§ WORK ITEM
Repeat nothing but the lines below running from the one containing "pub const DEFAULT_TMS_URL: &str" to the one containing "pub fn navigation_settle(&self)". Keep both end lines.

Data items
- - -

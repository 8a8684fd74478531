//! Run configuration: defaults, an optional JSON file, then caller overrides.

use serde::{Deserialize, Serialize};
use std::fs;
use std::path::Path;
use std::time::Duration;
use tracing::info;

use crate::error::ConfigError;
use crate::helpers::week::{OffsetBounds, year_in_range};
use crate::page::chromium::BrowserOptions;
use crate::page::{Locator, selectors};
use crate::service::FailureStrategy;

pub const DEFAULT_TMS_URL: &str = "https://tms.md-man.biz/home";

/// Bounded waits, in milliseconds.
#[derive(Debug, Clone, PartialEq, Eq, Serialize, Deserialize)]
#[serde(default)]
pub struct Timeouts {
    pub page_load_ms: u64,
    pub element_ms: u64,
    pub navigation_ms: u64,
    /// Pause after each arrow click before the table is checked again.
    pub navigation_settle_ms: u64,
    pub commit_ms: u64,
    pub post_commit_settle_ms: u64,
    /// Fallback sleep when no transition is observed after a commit.
    pub post_commit_delay_ms: u64,
    pub login_poll_ms: u64,
    pub login_ceiling_ms: u64,
}

impl Default for Timeouts {
    fn default() -> Self {
        Self {
            page_load_ms: 30_000,
            element_ms: 10_000,
            navigation_ms: 30_000,
            navigation_settle_ms: 1_000,
            commit_ms: 10_000,
            post_commit_settle_ms: 15_000,
            post_commit_delay_ms: 2_000,
            login_poll_ms: 2_000,
            login_ceiling_ms: 300_000,
        }
    }
}

impl Timeouts {
    pub fn page_load(&self) -> Duration {
        Duration::from_millis(self.page_load_ms)
    }

    pub fn element(&self) -> Duration {
        Duration::from_millis(self.element_ms)
    }

    pub fn navigation(&self) -> Duration {
        Duration::from_millis(self.navigation_ms)
    }

    pub fn navigation_settle(&self) -> Duration {
        Duration::from_millis(self.navigation_settle_ms)
    }

    pub fn commit(&self) -> Duration {
        Duration::from_millis(self.commit_ms)
    }

    pub fn post_commit_settle(&self) -> Duration {
        Duration::from_millis(self.post_commit_settle_ms)
    }

    pub fn post_commit_delay(&self) -> Duration {
        Duration::from_millis(self.post_commit_delay_ms)
    }

    pub fn login_poll(&self) -> Duration {
        Duration::from_millis(self.login_poll_ms)
    }

    pub fn login_ceiling(&self) -> Duration {
        Duration::from_millis(self.login_ceiling_ms)
    }

    /// No waiting at all. Meant for the in-memory page.
    pub fn instant() -> Self {
        Self {
            navigation_settle_ms: 0,
            post_commit_delay_ms: 0,
            login_poll_ms: 1,
            ..Self::default()
        }
    }
}

/// Locators for the page controls the orchestrator clicks or waits on.
#[derive(Debug, Clone, PartialEq, Eq, Serialize, Deserialize)]
#[serde(default)]
pub struct Controls {
    pub table: Locator,
    pub previous_week: Locator,
    pub next_week: Locator,
    /// Primary Save locator first, then fallbacks.
    pub commit: Vec<Locator>,
    /// Promark locators, tried the same way after a save.
    pub submit: Vec<Locator>,
}

impl Default for Controls {
    fn default() -> Self {
        Self {
            table: selectors::table(),
            previous_week: selectors::previous_week(),
            next_week: selectors::next_week(),
            commit: selectors::commit(),
            submit: selectors::submit(),
        }
    }
}

#[derive(Debug, Clone, PartialEq, Serialize, Deserialize)]
#[serde(default)]
pub struct Config {
    pub tms_url: String,
    pub timeouts: Timeouts,
    pub browser: BrowserOptions,
    pub auto_submit: bool,
    /// Click Promark after each save. Needs `auto_submit`.
    pub submit_after_save: bool,
    pub no_overwrite: bool,
    pub dry_run: bool,
    /// Target year; the displayed year when unset.
    pub year: Option<i32>,
    pub bounds: OffsetBounds,
    pub failure_strategy: FailureStrategy,
    pub controls: Controls,
    pub screenshot_on_error: Option<std::path::PathBuf>,
}

impl Default for Config {
    fn default() -> Self {
        Self {
            tms_url: DEFAULT_TMS_URL.to_string(),
            timeouts: Timeouts::default(),
            browser: BrowserOptions::default(),
            auto_submit: false,
            submit_after_save: false,
            no_overwrite: false,
            dry_run: false,
            year: None,
            bounds: OffsetBounds::default(),
            failure_strategy: FailureStrategy::default(),
            controls: Controls::default(),
            screenshot_on_error: None,
        }
    }
}

impl Config {
    /// Defaults, overlaid with the JSON file at `path` when given.
    pub fn load(path: Option<&Path>) -> Result<Self, ConfigError> {
        let Some(path) = path else {
            return Ok(Self::default());
        };

        info!("Loading configuration from {}", path.display());
        let text = fs::read_to_string(path).map_err(|source| ConfigError::Read {
            path: path.to_path_buf(),
            source,
        })?;
        serde_json::from_str(&text).map_err(|source| ConfigError::Parse {
            path: path.to_path_buf(),
            source,
        })
    }

    pub fn validate(&self) -> Result<(), ConfigError> {
        if self.dry_run && self.auto_submit {
            return Err(ConfigError::DryRunWithAutoSubmit);
        }
        if let Some(year) = self.year {
            if !year_in_range(year) {
                return Err(ConfigError::YearOutOfRange(year));
            }
        }

        let positive = [
            ("page load", self.timeouts.page_load_ms),
            ("element", self.timeouts.element_ms),
            ("navigation", self.timeouts.navigation_ms),
            ("commit", self.timeouts.commit_ms),
        ];
        if let Some((name, _)) = positive.into_iter().find(|(_, ms)| *ms == 0) {
            return Err(ConfigError::ZeroTimeout { name });
        }

        if self.controls.commit.is_empty() {
            return Err(ConfigError::NoCommitLocators);
        }
        if self.submit_after_save {
            if !self.auto_submit {
                return Err(ConfigError::SubmitWithoutSave);
            }
            if self.controls.submit.is_empty() {
                return Err(ConfigError::NoSubmitLocators);
            }
        }
        Ok(())
    }
}
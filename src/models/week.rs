use serde::{Deserialize, Serialize};
use std::fmt;
use std::str::FromStr;

use crate::error::WeekSpecError;
use crate::helpers::week::parse_week_spec;

/// Weeks per year used by the linear week index.
///
/// The TMS offset arithmetic treats every year as 52 weeks long; ISO years
/// with a week 53 are not special-cased.
pub const WEEKS_PER_YEAR: i64 = 52;

/// A `(year, week)` pair as displayed by the TMS week selector.
#[derive(Debug, Clone, Copy, PartialEq, Eq, Hash, PartialOrd, Ord, Serialize, Deserialize)]
pub struct WeekId {
    pub year: i32,
    pub week: u32,
}

impl WeekId {
    pub const fn new(year: i32, week: u32) -> Self {
        Self { year, week }
    }

    /// Linear index `year * 52 + week`.
    pub fn linear(self) -> i64 {
        i64::from(self.year) * WEEKS_PER_YEAR + i64::from(self.week)
    }

    /// Inverse of [`WeekId::linear`]. Week 53 of a year folds into week 1 of
    /// the next one.
    pub fn from_linear(index: i64) -> Self {
        let zero_based = index - 1;
        Self {
            year: zero_based.div_euclid(WEEKS_PER_YEAR) as i32,
            week: (zero_based.rem_euclid(WEEKS_PER_YEAR) + 1) as u32,
        }
    }

    /// The week one navigation step away in `direction`.
    pub fn step(self, direction: Direction) -> Self {
        match direction {
            Direction::Forward => Self::from_linear(self.linear() + 1),
            Direction::Backward => Self::from_linear(self.linear() - 1),
        }
    }
}

impl fmt::Display for WeekId {
    fn fmt(&self, f: &mut fmt::Formatter<'_>) -> fmt::Result {
        write!(f, "week {} of {}", self.week, self.year)
    }
}

/// Navigation direction of the week selector arrows.
#[derive(Debug, Clone, Copy, PartialEq, Eq, Serialize, Deserialize)]
#[serde(rename_all = "lowercase")]
pub enum Direction {
    Forward,
    Backward,
}

impl Direction {
    /// `None` when no navigation is needed.
    pub fn from_offset(offset: i64) -> Option<Self> {
        match offset {
            0 => None,
            o if o > 0 => Some(Self::Forward),
            _ => Some(Self::Backward),
        }
    }
}

impl fmt::Display for Direction {
    fn fmt(&self, f: &mut fmt::Formatter<'_>) -> fmt::Result {
        match self {
            Self::Forward => f.write_str("forward"),
            Self::Backward => f.write_str("backward"),
        }
    }
}

/// Ascending, duplicate-free week numbers in `1..=53`.
#[derive(Debug, Clone, PartialEq, Eq, Serialize)]
pub struct WeekSpec {
    weeks: Vec<u32>,
}

impl WeekSpec {
    pub fn parse(spec: &str) -> Result<Self, WeekSpecError> {
        parse_week_spec(spec)
    }

    /// Callers guarantee the weeks are sorted, deduplicated and in range.
    pub(crate) fn from_sorted(weeks: Vec<u32>) -> Self {
        debug_assert!(weeks.windows(2).all(|pair| pair[0] < pair[1]));
        Self { weeks }
    }

    pub fn weeks(&self) -> &[u32] {
        &self.weeks
    }

    pub fn len(&self) -> usize {
        self.weeks.len()
    }

    pub fn is_empty(&self) -> bool {
        self.weeks.is_empty()
    }

    pub fn iter(&self) -> impl Iterator<Item = u32> + '_ {
        self.weeks.iter().copied()
    }
}

impl FromStr for WeekSpec {
    type Err = WeekSpecError;

    fn from_str(s: &str) -> Result<Self, Self::Err> {
        parse_week_spec(s)
    }
}

impl fmt::Display for WeekSpec {
    fn fmt(&self, f: &mut fmt::Formatter<'_>) -> fmt::Result {
        let joined = self
            .weeks
            .iter()
            .map(u32::to_string)
            .collect::<Vec<_>>()
            .join(", ");
        f.write_str(&joined)
    }
}
use csv::{ReaderBuilder, StringRecord};
use std::collections::HashMap;
use std::fs::File;
use std::io::{BufReader, Read};
use std::path::Path;
use tracing::{debug, info};

use crate::error::CsvLoadError;
use crate::helpers::schema;
use crate::models::{TimesheetRow, Weekday};

/// Load timesheet rows from a CSV file.
pub fn load_csv(path: impl AsRef<Path>) -> Result<Vec<TimesheetRow>, CsvLoadError> {
    let path = path.as_ref();
    if !path.exists() {
        return Err(CsvLoadError::NotFound(path.to_path_buf()));
    }

    info!("Loading timesheet rows from {}", path.display());
    let file = File::open(path)?;
    load_rows(BufReader::new(file))
}

/// Parse timesheet rows from any CSV source.
///
/// Rows with an empty project number are skipped. Everything else must
/// parse, and at least one row must survive.
pub fn load_rows<R: Read>(reader: R) -> Result<Vec<TimesheetRow>, CsvLoadError> {
    let mut rdr = ReaderBuilder::new()
        .has_headers(true)
        .flexible(true)
        .delimiter(schema::DELIMITER)
        .from_reader(reader);

    let headers = rdr.headers()?.clone();
    schema::validate_headers(headers.iter())?;
    let columns = schema::column_index(headers.iter());

    let mut rows = Vec::new();
    for (index, record) in rdr.records().enumerate() {
        let record = record?;
        let line = record
            .position()
            .map(|position| position.line())
            .unwrap_or(index as u64 + 2);

        match parse_record(&record, &columns, line)? {
            Some(row) => rows.push(row),
            None => debug!("Skipping line {}: empty project number", line),
        }
    }

    if rows.is_empty() {
        return Err(CsvLoadError::NoDataRows);
    }

    info!("Loaded {} row(s)", rows.len());
    Ok(rows)
}

fn cell<'r>(record: &'r StringRecord, columns: &HashMap<String, usize>, name: &str) -> &'r str {
    columns
        .get(name)
        .and_then(|&index| record.get(index))
        .map(str::trim)
        .unwrap_or("")
}

fn parse_record(
    record: &StringRecord,
    columns: &HashMap<String, usize>,
    line: u64,
) -> Result<Option<TimesheetRow>, CsvLoadError> {
    let project_number = cell(record, columns, schema::PROJECT_NUMBER);
    if project_number.is_empty() {
        return Ok(None);
    }

    let mut hours = [None; 7];
    for day in Weekday::ALL {
        hours[day.index()] = parse_hours(cell(record, columns, day.as_str()), day.as_str(), line)?;
    }

    TimesheetRow::new(
        project_number,
        cell(record, columns, schema::PROJECT_NAME),
        cell(record, columns, schema::PROJECT_TASK),
        hours,
    )
    .map(Some)
    .map_err(|source| CsvLoadError::Row { line, source })
}

/// Empty means unset; anything else must be a finite, non-negative number.
pub fn parse_hours(
    value: &str,
    field: &'static str,
    line: u64,
) -> Result<Option<f64>, CsvLoadError> {
    let value = value.trim();
    if value.is_empty() {
        return Ok(None);
    }

    let hours: f64 = value.parse().map_err(|_| CsvLoadError::InvalidHours {
        line,
        field,
        value: value.to_string(),
    })?;

    if !hours.is_finite() {
        return Err(CsvLoadError::InvalidHours {
            line,
            field,
            value: value.to_string(),
        });
    }
    if hours < 0.0 {
        return Err(CsvLoadError::NegativeHours {
            line,
            field,
            value: value.to_string(),
        });
    }

    Ok(Some(hours))
}
pub mod result;
pub mod row;
pub mod week;

pub use result::{
    CellFillResult, CellOutcome, FillSummary, ProjectFillResult, SkippedWeek, WeekFill,
};
pub use row::{TimesheetRow, Weekday};
pub use week::{Direction, WeekId, WeekSpec};
//! TMS Timesheet Bot Library
//!
//! This library fills weekly hours from a CSV file into the Timesheet
//! Management System web form. It drives the week selector across one or
//! more weeks, writes each project/day cell, optionally saves every week and
//! reports what happened in a [`FillSummary`].

pub mod cli;
pub mod config;
pub mod error;
pub mod helpers;
pub mod logging;
pub mod models;
pub mod page;
pub mod service;

pub use config::Config;
pub use error::{FillError, FillIssue, WeekFailure};
pub use service::{FailureStrategy, FillService};

// Re-export key types for convenience
pub use helpers::csv_loader::{load_csv, load_rows};
pub use models::{FillSummary, TimesheetRow, WeekId, WeekSpec, Weekday};
pub use page::TimesheetPage;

- - -

§ THE COMPLETED TASK
pub const DEFAULT_TMS_URL: &str = "https://tms.md-man.biz/home";

/// Bounded waits, in milliseconds.
#[derive(Debug, Clone, PartialEq, Eq, Serialize, Deserialize)]
#[serde(default)]
pub struct Timeouts {
    pub page_load_ms: u64,
    pub element_ms: u64,
    pub navigation_ms: u64,
    /// Pause after each arrow click before the table is checked again.
    pub navigation_settle_ms: u64,
    pub commit_ms: u64,
    pub post_commit_settle_ms: u64,
    /// Fallback sleep when no transition is observed after a commit.
    pub post_commit_delay_ms: u64,
    pub login_poll_ms: u64,
    pub login_ceiling_ms: u64,
}

impl Default for Timeouts {
    fn default() -> Self {
        Self {
            page_load_ms: 30_000,
            element_ms: 10_000,
            navigation_ms: 30_000,
            navigation_settle_ms: 1_000,
            commit_ms: 10_000,
            post_commit_settle_ms: 15_000,
            post_commit_delay_ms: 2_000,
            login_poll_ms: 2_000,
            login_ceiling_ms: 300_000,
        }
    }
}

impl Timeouts {
    pub fn page_load(&self) -> Duration {
        Duration::from_millis(self.page_load_ms)
    }

    pub fn element(&self) -> Duration {
        Duration::from_millis(self.element_ms)
    }

    pub fn navigation(&self) -> Duration {
        Duration::from_millis(self.navigation_ms)
    }

    pub fn navigation_settle(&self) -> Duration {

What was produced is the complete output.